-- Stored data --
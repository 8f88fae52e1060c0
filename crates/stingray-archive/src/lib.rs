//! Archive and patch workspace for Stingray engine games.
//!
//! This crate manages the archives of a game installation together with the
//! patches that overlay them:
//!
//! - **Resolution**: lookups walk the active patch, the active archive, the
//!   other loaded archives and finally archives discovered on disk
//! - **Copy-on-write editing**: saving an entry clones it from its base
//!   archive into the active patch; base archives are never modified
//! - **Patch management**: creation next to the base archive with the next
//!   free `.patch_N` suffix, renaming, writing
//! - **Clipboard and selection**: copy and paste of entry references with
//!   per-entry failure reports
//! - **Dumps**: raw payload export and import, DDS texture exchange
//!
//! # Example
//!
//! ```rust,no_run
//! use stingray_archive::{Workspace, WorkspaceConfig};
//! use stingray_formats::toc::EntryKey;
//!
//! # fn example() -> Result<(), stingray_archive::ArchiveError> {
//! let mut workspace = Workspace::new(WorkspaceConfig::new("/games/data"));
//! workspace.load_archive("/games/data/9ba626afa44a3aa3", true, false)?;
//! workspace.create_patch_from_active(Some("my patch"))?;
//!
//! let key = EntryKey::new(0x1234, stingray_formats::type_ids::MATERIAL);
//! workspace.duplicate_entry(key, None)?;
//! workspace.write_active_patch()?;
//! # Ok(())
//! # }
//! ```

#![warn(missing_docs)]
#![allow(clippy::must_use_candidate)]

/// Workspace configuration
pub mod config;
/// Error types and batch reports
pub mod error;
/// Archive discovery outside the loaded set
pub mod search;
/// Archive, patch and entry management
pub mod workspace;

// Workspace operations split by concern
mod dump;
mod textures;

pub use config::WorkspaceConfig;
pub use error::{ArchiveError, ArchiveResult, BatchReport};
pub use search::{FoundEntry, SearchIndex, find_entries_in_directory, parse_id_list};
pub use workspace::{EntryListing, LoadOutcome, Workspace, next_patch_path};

-- Task to complete --
Reproduce verbatim the stretch of lines beginning with the one containing "from its base" and ending at the close of the entries above.

-- Response --
//! - **Copy-on-write editing**: saving an entry clones it from its base
//!   archive into the active patch; base archives are never modified
//! - **Patch management**: creation next to the base archive with the next
//!   free `.patch_N` suffix, renaming, writing
//! - **Clipboard and selection**: copy and paste of entry references with
//!   per-entry failure reports
//! - **Dumps**: raw payload export and import, DDS texture exchange
//!
//! # Example
//!
//! ```rust,no_run
//! use stingray_archive::{Workspace, WorkspaceConfig};
//! use stingray_formats::toc::EntryKey;
//!
//! # fn example() -> Result<(), stingray_archive::ArchiveError> {
//! let mut workspace = Workspace::new(WorkspaceConfig::new("/games/data"));
//! workspace.load_archive("/games/data/9ba626afa44a3aa3", true, false)?;
//! workspace.create_patch_from_active(Some("my patch"))?;
//!
//! let key = EntryKey::new(0x1234, stingray_formats::type_ids::MATERIAL);
//! workspace.duplicate_entry(key, None)?;
//! workspace.write_active_patch()?;
//! # Ok(())
//! # }
//! ```

#![warn(missing_docs)]
#![allow(clippy::must_use_candidate)]

/// Workspace configuration
pub mod config;
/// Error types and batch reports
pub mod error;
/// Archive discovery outside the loaded set
pub mod search;
/// Archive, patch and entry management
pub mod workspace;

// Workspace operations split by concern
mod dump;
mod textures;

pub use config::WorkspaceConfig;
pub use error::{ArchiveError, ArchiveResult, BatchReport};
pub use search::{FoundEntry, SearchIndex, find_entries_in_directory, parse_id_list};
pub use workspace::{EntryListing, LoadOutcome, Workspace, next_patch_path};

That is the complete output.